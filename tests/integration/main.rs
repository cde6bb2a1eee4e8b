//! End-to-end flows over the in-memory stores

mod desk_tests;
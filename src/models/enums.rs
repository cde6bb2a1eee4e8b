//! Shared domain enums

use serde::{Deserialize, Serialize};

// ---------------------------------------------------------------------------
// Gender
// ---------------------------------------------------------------------------

/// Visitor gender as recorded at the desk. Absent values (and the backend's
/// "N/A" placeholder) are modelled as `None` on the record.
#[derive(Debug, Clone, Copy, PartialEq, Eq, Serialize, Deserialize)]
pub enum Gender {
    Male,
    Female,
    Other,
}

impl Gender {
    /// Parse a backend label. "N/A", empty and unknown labels yield `None`.
    pub fn from_label(label: &str) -> Option<Self> {
        match label.trim().to_ascii_lowercase().as_str() {
            "male" => Some(Gender::Male),
            "female" => Some(Gender::Female),
            "other" => Some(Gender::Other),
            _ => None,
        }
    }

    pub fn as_str(&self) -> &'static str {
        match self {
            Gender::Male => "Male",
            Gender::Female => "Female",
            Gender::Other => "Other",
        }
    }
}

impl std::fmt::Display for Gender {
    fn fmt(&self, f: &mut std::fmt::Formatter<'_>) -> std::fmt::Result {
        write!(f, "{}", self.as_str())
    }
}

// ---------------------------------------------------------------------------
// VisitorType
// ---------------------------------------------------------------------------

/// How the visitor arrived. Vehicle visitors carry a plate in `ref_number`.
#[derive(Debug, Clone, Copy, PartialEq, Eq, Default, Serialize, Deserialize)]
#[serde(rename_all = "lowercase")]
pub enum VisitorType {
    #[default]
    Foot,
    Vehicle,
}

impl From<&str> for VisitorType {
    fn from(v: &str) -> Self {
        match v.trim().to_ascii_lowercase().as_str() {
            "vehicle" => VisitorType::Vehicle,
            _ => VisitorType::Foot,
        }
    }
}

impl std::fmt::Display for VisitorType {
    fn fmt(&self, f: &mut std::fmt::Formatter<'_>) -> std::fmt::Result {
        let label = match self {
            VisitorType::Foot => "foot",
            VisitorType::Vehicle => "vehicle",
        };
        write!(f, "{}", label)
    }
}

#[cfg(test)]
mod tests {
    use super::*;

    #[test]
    fn test_gender_labels() {
        assert_eq!(Gender::from_label("Female"), Some(Gender::Female));
        assert_eq!(Gender::from_label(" male "), Some(Gender::Male));
        assert_eq!(Gender::from_label("N/A"), None);
        assert_eq!(Gender::from_label(""), None);
    }

    #[test]
    fn test_visitor_type_defaults_to_foot() {
        assert_eq!(VisitorType::from("Vehicle"), VisitorType::Vehicle);
        assert_eq!(VisitorType::from("bicycle"), VisitorType::Foot);
        assert_eq!(VisitorType::Vehicle.to_string(), "vehicle");
    }
}
use std::sync::Arc;

use chrono::{Duration, Utc};
use serde_json::json;

use visitor_desk::{
    config::AppConfig,
    models::{AlertBucket, CheckInVisitor, Gender, UpdateVisitor, VisitorFilter, VisitorType},
    repository::{MemoryPresenceStore, MemoryVisitorStore, Repository},
    services::search,
    AppError, AppState,
};

fn seeded_state() -> (Arc<MemoryVisitorStore>, AppState) {
    let now = Utc::now();
    let ago = |h: i64| (now - Duration::hours(h)).to_rfc3339();

    let store = Arc::new(MemoryVisitorStore::from_documents(
        vec![
            json!({"id": "v1", "visitorName": "Jane Doe", "phoneNumber": "0712345678",
                   "gender": "Female", "visitorType": "foot", "tagNumber": "T-1",
                   "timeIn": ago(13)}),
            json!({"id": "v2", "visitorName": "Bob Otieno", "visitorType": "vehicle",
                   "refNumber": "KDA 123A", "tagNotGiven": true,
                   "timeIn": {"seconds": (now - Duration::hours(25)).timestamp(),
                              "nanoseconds": 0}}),
            json!({"id": "v3", "visitorName": "Ann Wanjiru", "tagNumber": "T-3",
                   "timeIn": (now - Duration::hours(19)).timestamp_millis()}),
            json!({"id": "v4", "visitorName": "Carl", "tagNumber": "T-4",
                   "timeIn": ago(2)}),
            json!({"id": "v5", "visitorName": "Dora", "tagNumber": "T-5",
                   "timeIn": ago(30), "timeOut": ago(20), "isCheckedOut": true}),
        ],
        now,
    ));

    let repository = Repository::new(store.clone(), Arc::new(MemoryPresenceStore::default()));
    (store, AppState::new(AppConfig::default(), repository))
}

#[tokio::test]
async fn test_alert_report_over_seeded_documents() {
    let (_store, state) = seeded_state();
    let report = state.services.alerts.report(Utc::now()).await.unwrap();

    assert_eq!(report.summary.total, 3);
    assert_eq!(report.summary.critical, 1);
    assert_eq!(report.summary.high, 1);
    assert_eq!(report.summary.medium, 1);

    let ids: Vec<&str> = report.visitors.iter().map(|o| o.visitor.id.as_str()).collect();
    assert_eq!(ids, vec!["v2", "v3", "v1"]);
    assert_eq!(report.visitors[0].bucket, AlertBucket::Critical);
    assert_eq!(report.visitors[0].duration, "1d 1h");
}

#[tokio::test]
async fn test_check_in_search_and_check_out() {
    let (store, state) = seeded_state();
    let visitors = &state.services.visitors;

    let mut subscription = visitors.subscribe(VisitorFilter::CheckedIn).await.unwrap();
    assert_eq!(subscription.current().len(), 4);

    let new = visitors
        .check_in(
            CheckInVisitor {
                visitor_name: "Eve Achieng".into(),
                phone_number: "0733111222".into(),
                id_number: "30111222".into(),
                residence: "Karen".into(),
                institution_occupation: "Student".into(),
                purpose_of_visit: "Library".into(),
                gender: Some(Gender::Female),
                visitor_type: VisitorType::Foot,
                ref_number: None,
                tag_number: None,
                tag_not_given: true,
            },
            Utc::now(),
        )
        .await
        .unwrap();

    let snapshot = subscription.changed().await.unwrap();
    assert_eq!(snapshot.len(), 5);

    let found = visitors.search("no tag", VisitorFilter::CheckedIn).await.unwrap();
    let names: Vec<&str> = found.iter().map(|v| v.visitor_name.as_str()).collect();
    assert_eq!(names, vec!["Bob Otieno", "Eve Achieng"]);

    let all = visitors.list(VisitorFilter::All).await.unwrap();
    assert_eq!(search::filter("kda", &all).len(), 0);
    assert_eq!(search::filter("KDA", &all).len(), 1);

    visitors.check_out(&new.id, Utc::now()).await.unwrap();
    let snapshot = subscription.changed().await.unwrap();
    assert_eq!(snapshot.len(), 4);

    let err = visitors.check_out(&new.id, Utc::now()).await.unwrap_err();
    assert!(matches!(err, AppError::Conflict(_)));
    assert_eq!(err.report().error, "Duplicate");

    drop(subscription);
    assert_eq!(store.subscriber_count(), 0);
}

#[tokio::test]
async fn test_edit_keeps_lifecycle_fields() {
    let (_store, state) = seeded_state();
    let visitors = &state.services.visitors;
    let before = visitors.get("v2").await.unwrap();

    let after = visitors
        .update(
            "v2",
            UpdateVisitor {
                tag_number: Some("T-22".into()),
                ref_number: Some("KDB 987Z".into()),
                ..Default::default()
            },
        )
        .await
        .unwrap();

    assert_eq!(after.time_in, before.time_in);
    assert_eq!(after.visitor_type, VisitorType::Vehicle);
    assert!(!after.tag_not_given);
    assert_eq!(after.real_tag(), Some("T-22"));
    assert_eq!(after.ref_number.as_deref(), Some("KDB 987Z"));

    let missing = visitors
        .update(
            "nope",
            UpdateVisitor {
                residence: Some("Karen".into()),
                ..Default::default()
            },
        )
        .await
        .unwrap_err();
    assert!(matches!(missing, AppError::NotFound(_)));
}

#[tokio::test]
async fn test_dashboard() {
    let (_store, state) = seeded_state();
    let stats = state.services.dashboard.stats(Utc::now()).await.unwrap();

    assert_eq!(stats.checked_in, 4);
    assert_eq!(stats.checked_in_vehicle, 1);
    assert_eq!(stats.checked_in_foot, 3);
    assert_eq!(stats.without_tag, 1);
    assert_eq!(stats.alerts.total, 3);
}

#[tokio::test]
async fn test_presence_roster() {
    let (_store, state) = seeded_state();
    let presence = &state.services.presence;

    presence.heartbeat("desk-a").await.unwrap();
    presence.heartbeat("desk-b").await.unwrap();
    presence.go_offline("desk-a").await.unwrap();

    let online = presence.online_users(Utc::now()).await.unwrap();
    assert_eq!(online.len(), 1);
    assert_eq!(online[0].user_id, "desk-b");
}

#[tokio::test]
async fn test_monitor_publishes_from_state() {
    let (_store, state) = seeded_state();
    let monitor = state.alert_monitor();
    let mut reports = monitor.reports();

    let (stop_tx, stop_rx) = tokio::sync::oneshot::channel::<()>();
    let task = tokio::spawn(monitor.run(async move {
        let _ = stop_rx.await;
    }));

    reports.changed().await.unwrap();
    assert_eq!(reports.borrow().summary.total, 3);

    stop_tx.send(()).unwrap();
    task.await.unwrap().unwrap();
}
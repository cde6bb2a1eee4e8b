//! Overdue alert types

use chrono::{DateTime, Utc};
use serde::Serialize;

use super::visitor::Visitor;

/// Severity tier derived from hours since check-in
#[derive(Debug, Clone, Copy, PartialEq, Eq, PartialOrd, Ord, Hash, Serialize)]
#[serde(rename_all = "lowercase")]
pub enum AlertBucket {
    Low,
    Medium,
    High,
    Critical,
}

impl std::fmt::Display for AlertBucket {
    fn fmt(&self, f: &mut std::fmt::Formatter<'_>) -> std::fmt::Result {
        let label = match self {
            AlertBucket::Low => "low",
            AlertBucket::Medium => "medium",
            AlertBucket::High => "high",
            AlertBucket::Critical => "critical",
        };
        write!(f, "{}", label)
    }
}

/// Result of classifying one checked-in visitor
#[derive(Debug, Clone, Copy, PartialEq, Eq, Serialize)]
#[serde(rename_all = "camelCase")]
pub struct Classification {
    pub hours_overdue: i64,
    pub bucket: AlertBucket,
}

/// Checked-in visitor annotated for the alerts screen
#[derive(Debug, Clone, Serialize)]
#[serde(rename_all = "camelCase")]
pub struct OverdueVisitor {
    pub visitor: Visitor,
    pub hours_overdue: i64,
    pub bucket: AlertBucket,
    /// e.g. "13h", "1d 6h"
    pub duration: String,
}

/// Counts over the overdue set
#[derive(Debug, Clone, Copy, Default, PartialEq, Eq, Serialize)]
pub struct AlertSummary {
    pub total: usize,
    pub critical: usize,
    pub high: usize,
    pub medium: usize,
}

/// Everything the alerts screen renders for one evaluation
#[derive(Debug, Clone, Serialize)]
#[serde(rename_all = "camelCase")]
pub struct AlertReport {
    pub generated_at: DateTime<Utc>,
    pub summary: AlertSummary,
    /// Most overdue first
    pub visitors: Vec<OverdueVisitor>,
}
//! Dashboard service

use chrono::{DateTime, Utc};

use crate::{
    error::AppResult,
    models::{
        dashboard::DashboardStats,
        enums::VisitorType,
        visitor::{Visitor, VisitorFilter},
    },
    repository::Repository,
};

use super::alerts::AlertPolicy;

#[derive(Clone)]
pub struct DashboardService {
    repository: Repository,
    policy: AlertPolicy,
}

impl DashboardService {
    pub fn new(repository: Repository, policy: AlertPolicy) -> Self {
        Self { repository, policy }
    }

    /// Current dashboard figures
    pub async fn stats(&self, now: DateTime<Utc>) -> AppResult<DashboardStats> {
        let visitors = self.repository.visitors.list(VisitorFilter::All).await?;
        Ok(compute(&visitors, now, &self.policy))
    }
}

/// Dashboard figures over a full visitor list
pub fn compute(visitors: &[Visitor], now: DateTime<Utc>, policy: &AlertPolicy) -> DashboardStats {
    let midnight = now
        .date_naive()
        .and_hms_opt(0, 0, 0)
        .map(|d| d.and_utc())
        .unwrap_or(now);

    let mut stats = DashboardStats::default();
    for v in visitors {
        if v.time_in >= midnight {
            stats.visitors_today += 1;
        }
        if v.time_out.is_some_and(|t| t >= midnight) {
            stats.checked_out_today += 1;
        }
        if v.is_checked_out {
            continue;
        }
        stats.checked_in += 1;
        match v.visitor_type {
            VisitorType::Foot => stats.checked_in_foot += 1,
            VisitorType::Vehicle => stats.checked_in_vehicle += 1,
        }
        if v.real_tag().is_none() {
            stats.without_tag += 1;
        }
    }

    stats.alerts = policy.report(visitors, now).summary;
    stats
}
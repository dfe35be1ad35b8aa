//! Error handling module for the nutrient doser
//!
//! Provides centralized error handling with proper error types using thiserror.
//! Input validation failures are ordinary values here; the binary decides
//! how they map to an exit status.

use thiserror::Error;

/// Main error type for the nutrient doser
#[derive(Error, Debug)]
pub enum DoserError {
    /// Host URL uses a scheme other than http/https
    #[error("invalid URL scheme ({0}). Only HTTP URLs are allowed")]
    InvalidHostScheme(String),

    /// Host URL could not be parsed at all
    #[error("invalid host URL {url}: {reason}")]
    InvalidHost { url: String, reason: String },

    /// Chart name is not present in the loaded chart store
    #[error("Invalid chart: {chart}. Available charts are {available:?}")]
    InvalidChart {
        chart: String,
        available: Vec<String>,
    },

    /// Stage name is not present in the selected chart
    #[error("Invalid growth stage: {stage}. Available stages are {available:?}")]
    InvalidStage {
        stage: String,
        available: Vec<String>,
    },

    /// Amount string does not start with `<number><unit>`
    #[error("Invalid amount entered: {0}")]
    InvalidAmount(String),

    /// Chart resource missing, unreadable or malformed
    #[error("Chart load error: {0}")]
    ChartLoad(String),

    /// Transport failures talking to the doser
    #[error("HTTP error: {0}")]
    Http(#[from] reqwest::Error),

    /// JSON serialization/deserialization errors
    #[error("JSON error: {0}")]
    Json(#[from] serde_json::Error),

    /// IO errors (chart file, dry-run output)
    #[error("IO error: {0}")]
    Io(#[from] std::io::Error),
}

/// Result type alias for doser operations
pub type Result<T> = std::result::Result<T, DoserError>;

impl DoserError {
    /// Create a chart load error
    pub fn chart_load(msg: impl Into<String>) -> Self {
        Self::ChartLoad(msg.into())
    }

    /// Create an invalid amount error
    pub fn invalid_amount(input: impl Into<String>) -> Self {
        Self::InvalidAmount(input.into())
    }

    /// Create an invalid host scheme error
    pub fn invalid_host_scheme(scheme: impl Into<String>) -> Self {
        Self::InvalidHostScheme(scheme.into())
    }

    /// True for errors caused by what the user typed, as opposed to the
    /// environment (chart file, network).
    pub fn is_user_input(&self) -> bool {
        matches!(
            self,
            Self::InvalidHostScheme(_)
                | Self::InvalidHost { .. }
                | Self::InvalidChart { .. }
                | Self::InvalidStage { .. }
                | Self::InvalidAmount(_)
        )
    }
}
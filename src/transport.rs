//! Delivery of dose payloads.
//!
//! The builder only knows the [`DoseTransport`] trait. The binary picks
//! [`HttpTransport`] for real runs and [`DryRunTransport`] for `--dry-run`.

use std::cell::RefCell;
use std::io::Write;
use std::time::Duration;

use reqwest::blocking::Client;
use tracing::{info, warn};

use crate::dose::{DosePayload, MixPlan};
use crate::error::Result;

/// Default timeout for a request to the doser, in seconds
pub const DEFAULT_TIMEOUT_SECS: u64 = 10;

/// Longest timeout accepted from the command line, in seconds
pub const MAX_TIMEOUT_SECS: u64 = 3600;

/// Something that can deliver a dose payload to a URL
pub trait DoseTransport {
    /// Deliver `payload` to `url`.
    ///
    /// Only delivery failures are errors. What the doser answers is not
    /// interpreted.
    fn send(&self, url: &str, payload: &DosePayload) -> Result<()>;
}

/// POSTs payloads as JSON over HTTP
pub struct HttpTransport {
    client: Client,
}

impl HttpTransport {
    pub fn new(timeout: Duration) -> Result<Self> {
        let client = Client::builder().timeout(timeout).build()?;
        Ok(Self { client })
    }
}

impl DoseTransport for HttpTransport {
    fn send(&self, url: &str, payload: &DosePayload) -> Result<()> {
        info!(%url, "Sending dose request");
        let response = self.client.post(url).json(payload).send()?;

        let status = response.status();
        if status.is_success() {
            info!(%status, "Doser accepted request");
        } else {
            warn!(%status, "Doser returned a non-success status");
        }
        Ok(())
    }
}

/// Writes the payload and its mix plan instead of sending anything
pub struct DryRunTransport<W: Write> {
    out: RefCell<W>,
}

impl<W: Write> DryRunTransport<W> {
    pub fn new(out: W) -> Self {
        Self {
            out: RefCell::new(out),
        }
    }

    pub fn into_inner(self) -> W {
        self.out.into_inner()
    }
}

impl<W: Write> DoseTransport for DryRunTransport<W> {
    fn send(&self, url: &str, payload: &DosePayload) -> Result<()> {
        let mut out = self.out.borrow_mut();
        writeln!(out, "[DRY RUN] POST {url}")?;
        writeln!(out, "{}", serde_json::to_string_pretty(payload)?)?;
        writeln!(out, "{}", MixPlan::from_payload(payload))?;
        Ok(())
    }
}
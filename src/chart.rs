//! Feed chart loading and lookup.
//!
//! A chart file is a JSON object of the shape
//! `chart name -> stage name -> nutrient name -> ml per gallon`.
//! Key order in the file is kept everywhere: the position of a nutrient within
//! its stage is the index of the doser motor that pumps it.

use std::fs;
use std::path::Path;

use serde_json::{Map, Value};
use tracing::{debug, info};

use crate::error::{DoserError, Result};

/// Environment variable naming a chart file to use instead of the bundled one
pub const CHART_FILE_ENV: &str = "NUTRIENT_DOSER_CHART_FILE";

const BUNDLED_CHART: &str = include_str!("../data/floragro_chart.json");

/// One nutrient and its concentration within a stage
#[derive(Debug, Clone, PartialEq)]
pub struct NutrientRatio {
    pub name: String,
    pub ml_per_gal: f64,
}

/// A growth stage: nutrient ratios in file order
#[derive(Debug, Clone, PartialEq)]
pub struct Stage {
    pub name: String,
    pub nutrients: Vec<NutrientRatio>,
}

/// A named feeding program: stages in file order
#[derive(Debug, Clone, PartialEq)]
pub struct FeedChart {
    pub name: String,
    pub stages: Vec<Stage>,
}

impl FeedChart {
    pub fn stage(&self, name: &str) -> Option<&Stage> {
        self.stages.iter().find(|s| s.name == name)
    }

    pub fn stage_names(&self) -> Vec<String> {
        self.stages.iter().map(|s| s.name.clone()).collect()
    }
}

/// Every chart known to this run. Built once at startup and never mutated.
#[derive(Debug, Clone, PartialEq)]
pub struct ChartStore {
    charts: Vec<FeedChart>,
}

impl ChartStore {
    /// Load charts from a JSON file
    pub fn load<P: AsRef<Path>>(path: P) -> Result<Self> {
        let path = path.as_ref();
        let content = fs::read_to_string(path).map_err(|e| {
            DoserError::chart_load(format!("failed to read {}: {}", path.display(), e))
        })?;

        let store = Self::from_json(&content).map_err(|e| match e {
            DoserError::ChartLoad(msg) => {
                DoserError::chart_load(format!("{}: {}", path.display(), msg))
            }
            other => other,
        })?;

        info!(path = %path.display(), charts = store.charts.len(), "Loaded chart file");
        Ok(store)
    }

    /// The chart compiled into the binary
    pub fn bundled() -> Result<Self> {
        Self::from_json(BUNDLED_CHART)
    }

    /// The chart file named by `NUTRIENT_DOSER_CHART_FILE`, or the bundled chart
    pub fn from_env() -> Result<Self> {
        match std::env::var_os(CHART_FILE_ENV) {
            Some(path) if !path.is_empty() => Self::load(path),
            _ => {
                debug!("Using bundled chart");
                Self::bundled()
            }
        }
    }

    /// Parse charts from JSON text
    pub fn from_json(content: &str) -> Result<Self> {
        let root: Value = serde_json::from_str(content)
            .map_err(|e| DoserError::chart_load(format!("invalid JSON: {e}")))?;

        let charts = as_object(&root, "chart file")?
            .iter()
            .map(|(name, stages)| parse_chart(name, stages))
            .collect::<Result<Vec<_>>>()?;

        Ok(Self { charts })
    }

    /// Chart names in file order
    pub fn chart_names(&self) -> Vec<String> {
        self.charts.iter().map(|c| c.name.clone()).collect()
    }

    pub fn chart(&self, name: &str) -> Option<&FeedChart> {
        self.charts.iter().find(|c| c.name == name)
    }

    /// Like [`ChartStore::chart`], but an unknown name is an error listing the known ones
    pub fn require_chart(&self, name: &str) -> Result<&FeedChart> {
        self.chart(name).ok_or_else(|| DoserError::InvalidChart {
            chart: name.to_string(),
            available: self.chart_names(),
        })
    }

    pub fn charts(&self) -> &[FeedChart] {
        &self.charts
    }
}

fn as_object<'a>(value: &'a Value, what: &str) -> Result<&'a Map<String, Value>> {
    value
        .as_object()
        .ok_or_else(|| DoserError::chart_load(format!("{what} must be a JSON object")))
}

fn parse_chart(name: &str, value: &Value) -> Result<FeedChart> {
    let stages = as_object(value, &format!("chart '{name}'"))?
        .iter()
        .map(|(stage, nutrients)| parse_stage(name, stage, nutrients))
        .collect::<Result<Vec<_>>>()?;

    Ok(FeedChart {
        name: name.to_string(),
        stages,
    })
}

fn parse_stage(chart: &str, name: &str, value: &Value) -> Result<Stage> {
    let mut nutrients = Vec::new();
    for (nutrient, ratio) in as_object(value, &format!("stage '{chart}.{name}'"))? {
        let ml_per_gal = ratio
            .as_f64()
            .filter(|r| r.is_finite() && *r >= 0.0)
            .ok_or_else(|| {
                DoserError::chart_load(format!(
                    "'{chart}.{name}.{nutrient}' must be a non-negative number, got {ratio}"
                ))
            })?;
        nutrients.push(NutrientRatio {
            name: nutrient.clone(),
            ml_per_gal,
        });
    }

    Ok(Stage {
        name: name.to_string(),
        nutrients,
    })
}
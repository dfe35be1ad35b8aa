use clap::builder::PossibleValuesParser;
use clap::{CommandFactory, FromArgMatches, Parser};
use std::ffi::OsString;
use std::time::Duration;

use crate::chart::ChartStore;
use crate::dose::DoseCommand;
use crate::error::DoserError;
use crate::transport::{DEFAULT_TIMEOUT_SECS, MAX_TIMEOUT_SECS};
use crate::types::{DEFAULT_HOST, DoserHost};

/// Nutrient doser - mix a nutrient solution from a feed chart
#[derive(Parser, Debug)]
#[command(name = "nutrient-doser")]
#[command(about = "Mix a nutrient solution from a feed chart on a networked doser")]
#[command(version)]
pub struct Cli {
    /// Base URL of the doser to connect to (http or https)
    #[arg(long, env = "NUTRIENT_DOSER_HOST", default_value = DEFAULT_HOST, value_parser = parse_host)]
    pub host: DoserHost,

    /// Name of chart to use
    #[arg(long)]
    pub chart: String,

    /// Growth stage to reference in chart
    #[arg(long)]
    pub stage: String,

    /// Target amount of solution to mix (allowed units: ml, L, gal)
    #[arg(long)]
    pub amount: String,

    /// Seconds to wait for the doser before giving up (1-3600)
    #[arg(
        long,
        default_value_t = DEFAULT_TIMEOUT_SECS,
        value_parser = clap::value_parser!(u64).range(1..=MAX_TIMEOUT_SECS)
    )]
    pub timeout: u64,

    /// Print the request and mix plan without contacting the doser
    #[arg(long)]
    pub dry_run: bool,
}

fn parse_host(s: &str) -> Result<DoserHost, DoserError> {
    s.parse()
}

impl Cli {
    /// The clap command with `--chart` restricted to the charts in `store`
    pub fn command_for(store: &ChartStore) -> clap::Command {
        Self::command().mut_arg("chart", |arg| {
            arg.value_parser(PossibleValuesParser::new(store.chart_names()))
        })
    }

    pub fn try_parse_with<I, T>(store: &ChartStore, args: I) -> Result<Self, clap::Error>
    where
        I: IntoIterator<Item = T>,
        T: Into<OsString> + Clone,
    {
        let matches = Self::command_for(store).try_get_matches_from(args)?;
        Self::from_arg_matches(&matches)
    }

    pub fn parse_args(store: &ChartStore) -> Self {
        Self::try_parse_with(store, std::env::args_os()).unwrap_or_else(|e| e.exit())
    }

    pub fn dose_command(&self) -> DoseCommand {
        DoseCommand {
            host: self.host.clone(),
            chart: self.chart.clone(),
            stage: self.stage.clone(),
            amount: self.amount.clone(),
        }
    }

    pub fn timeout(&self) -> Duration {
        Duration::from_secs(self.timeout)
    }
}
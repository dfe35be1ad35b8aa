//! Nutrient doser - command-line entry point
//!
//! Loads the feed charts, parses arguments against them, and runs a single
//! dose request. Library errors come back as values; this is the only place
//! that turns them into an exit status.

use std::io;
use std::process::ExitCode;

use tracing::{debug, error, info};
use tracing_subscriber::EnvFilter;

use nutrient_doser::dose::{self, DosePayload, MixPlan};
use nutrient_doser::transport::{DryRunTransport, HttpTransport};
use nutrient_doser::{ChartStore, Cli, DoserError};

/// Initialize the logger. Logs go to stderr; `RUST_LOG` overrides the default level.
fn init_logger() {
    tracing_subscriber::fmt()
        .with_env_filter(
            EnvFilter::try_from_default_env().unwrap_or_else(|_| EnvFilter::new("warn")),
        )
        .with_writer(io::stderr)
        .with_target(false)
        .init();
}

fn main() -> ExitCode {
    init_logger();

    let store = match ChartStore::from_env() {
        Ok(store) => store,
        Err(e) => return report(e),
    };
    debug!(charts = ?store.chart_names(), "Chart store ready");

    let cli = Cli::parse_args(&store);
    debug!(?cli, "CLI arguments parsed");

    match run(&store, &cli) {
        Ok(payload) => {
            info!(nutrients = payload.nutrients.len(), "Dose request complete");
            ExitCode::SUCCESS
        }
        Err(e) => report(e),
    }
}

fn run(store: &ChartStore, cli: &Cli) -> nutrient_doser::Result<DosePayload> {
    let cmd = cli.dose_command();

    if cli.dry_run {
        let transport = DryRunTransport::new(io::stdout().lock());
        return dose::run(store, &cmd, &transport);
    }

    let transport = HttpTransport::new(cli.timeout())?;
    let payload = dose::run(store, &cmd, &transport)?;

    println!("✓ Sent dose for {} to {}", payload.target(), cmd.host);
    println!("{}", MixPlan::from_payload(&payload));
    Ok(payload)
}

fn report(e: DoserError) -> ExitCode {
    if !e.is_user_input() {
        error!("{e}");
    }
    eprintln!("✗ {e}");
    ExitCode::FAILURE
}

......

Description of the task: Your task is to restate, word for word, only those lines above that fall between the line holding "pub async fn" and the line holding "full visitor list", inclusive.

Answer box:
    pub async fn stats(&self, now: DateTime<Utc>) -> AppResult<DashboardStats> {
        let visitors = self.repository.visitors.list(VisitorFilter::All).await?;
        Ok(compute(&visitors, now, &self.policy))
    }
}

/// Dashboard figures over a full visitor list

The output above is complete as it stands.